I’ve seen similar results mentioned here before for other studies, with comments from the Faculty being that those are bad results.
Putting aside that the data from this study has not yet been assessed to see if certain subgroups might benefit, my question is “How can PFS be improved yet survival not be improved”? Of course, one possible way is if the addition of sutent somehow decreased survival, due to some side effects or other effect, that counteracted any positive effect.
Otherwise, I’m puzzled, as always, as how PFS can be seen to be better with no survival improvement.
Thanks for any insight anyone can provide,
Joe S.
“Data from the SUN 1087 study assessing Sutent in combination with Roche’s Tarceva (erlotinib) versus Tarveca alone showed no significant improvement in overall survival. On the plus side, however, the study did meet its secondary endpoint, as the drug significantly improved progression-free survival in patients with previously treated NSCLC.

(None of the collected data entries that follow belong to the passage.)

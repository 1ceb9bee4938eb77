use smallvec::SmallVec;

use super::cell_context::CellParts;
use super::{
    Cell, CellContext, CellDescriptor, CellImpl, CellSlice, DynCell, HashBytes, LevelMask, Size,
    Store, EMPTY_CELL_HASH, MAX_BIT_LEN, MAX_REF_COUNT,
};
use crate::error::Error;
use crate::util::{unlikely, Bitstring};

/// Max number of bytes stored inline at the head of a snake chain.
const SNAKE_HEAD_BYTES: usize = 123;
/// Max number of bytes stored in each continuation cell of a snake chain.
const SNAKE_TAIL_BYTES: usize = 127;

impl<T: Store> Store for Option<T> {
    #[inline]
    fn store_into(
        &self,
        builder: &mut CellBuilder,
        context: &dyn CellContext,
    ) -> Result<(), Error> {
        match self {
            Some(data) => {
                let snapshot = builder.snapshot();
                ok!(builder.store_bit_one());
                match data.store_into(builder, context) {
                    Ok(()) => Ok(()),
                    Err(e) => {
                        builder.restore(snapshot);
                        Err(e)
                    }
                }
            }
            None => builder.store_bit_zero(),
        }
    }
}

impl Store for CellBuilder {
    #[inline]
    fn store_into(&self, builder: &mut CellBuilder, _: &dyn CellContext) -> Result<(), Error> {
        builder.store_builder(self)
    }
}

impl Store for CellSlice<'_> {
    #[inline]
    fn store_into(&self, builder: &mut CellBuilder, _: &dyn CellContext) -> Result<(), Error> {
        builder.store_slice(self)
    }
}

impl Store for Cell {
    #[inline]
    fn store_into(&self, builder: &mut CellBuilder, _: &dyn CellContext) -> Result<(), Error> {
        builder.store_reference(self.clone())
    }
}

impl Store for () {
    #[inline]
    fn store_into(&self, _: &mut CellBuilder, _: &dyn CellContext) -> Result<(), Error> {
        Ok(())
    }
}

macro_rules! impl_primitive_store {
    ($($type:ty => |$b:ident, $v:ident| $expr:expr),*$(,)?) => {
        $(impl Store for $type {
            #[inline]
            fn store_into(&self,
                $b: &mut CellBuilder,
                _: &dyn CellContext
            ) -> Result<(), Error> {
                let $v = self;
                $expr
            }
        })*
    };
}

impl_primitive_store! {
    bool => |b, v| b.store_bit(*v),
    u8 => |b, v| b.store_u8(*v),
    i8 => |b, v| b.store_u8(*v as u8),
    u16 => |b, v| b.store_u16(*v),
    i16 => |b, v| b.store_u16(*v as u16),
    u32 => |b, v| b.store_u32(*v),
    i32 => |b, v| b.store_u32(*v as u32),
    u64 => |b, v| b.store_u64(*v),
    i64 => |b, v| b.store_u64(*v as u64),
    u128 => |b, v| b.store_u128(*v),
    i128 => |b, v| b.store_u128(*v as u128),
    HashBytes => |b, v| b.store_u256(v),
}

impl<const N: usize> Store for [u8; N] {
    #[inline]
    fn store_into(&self, builder: &mut CellBuilder, _: &dyn CellContext) -> Result<(), Error> {
        builder.store_bytes(self)
    }
}

/// Builder state which can be used to roll back partial writes.
#[derive(Debug, Clone, Copy)]
pub(crate) struct BuilderSnapshot {
    bit_len: u16,
    ref_count: usize,
}

/// Builder for constructing cells with densely packed data.
#[derive(Clone)]
pub struct CellBuilder {
    data: [u8; 128],
    bit_len: u16,
    is_exotic: bool,
    references: SmallVec<[Cell; MAX_REF_COUNT]>,
}

impl Default for CellBuilder {
    #[inline]
    fn default() -> Self {
        Self::new()
    }
}

impl Eq for CellBuilder {}

impl PartialEq for CellBuilder {
    #[inline]
    fn eq(&self, other: &Self) -> bool {
        self.bit_len == other.bit_len
            && self.is_exotic == other.is_exotic
            && self.data == other.data
            && self.references.as_slice() == other.references.as_slice()
    }
}

impl Ord for CellBuilder {
    fn cmp(&self, other: &Self) -> std::cmp::Ordering {
        match (self.bit_len, self.references.len()).cmp(&(other.bit_len, other.references.len())) {
            std::cmp::Ordering::Equal => {}
            ord => return ord,
        }

        // NOTE: compare only the significant part of data bytes
        let byte_len = ((self.bit_len + 7) / 8) as usize;
        match self.data[..byte_len].cmp(&other.data[..byte_len]) {
            std::cmp::Ordering::Equal => {}
            ord => return ord,
        }

        for (a, b) in self.references.iter().zip(other.references.iter()) {
            match a.repr_hash().cmp(b.repr_hash()) {
                std::cmp::Ordering::Equal => {}
                ord => return ord,
            }
        }

        std::cmp::Ordering::Equal
    }
}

“While this trial did not demonstrate a statistically significant improvement in overall survival for patients treated with sunitinib plus erlotinib, we believe that the statistically significant improvement in progression free survival is an important finding,” said Mace Rothenberg, senior vice president of Clinical Development and Medical Affairs for Pfizer’s Oncology Business Unit.
The company will be conducting an in-depth analysis of the data over the next few months to determine whether Sutent - which is approved for the treatment of gastrointestinal stromal tumours and advanced kidney cancer - could be tested in one or more subgroups of NSCLC patients with either previously untreated or recurrent disease.”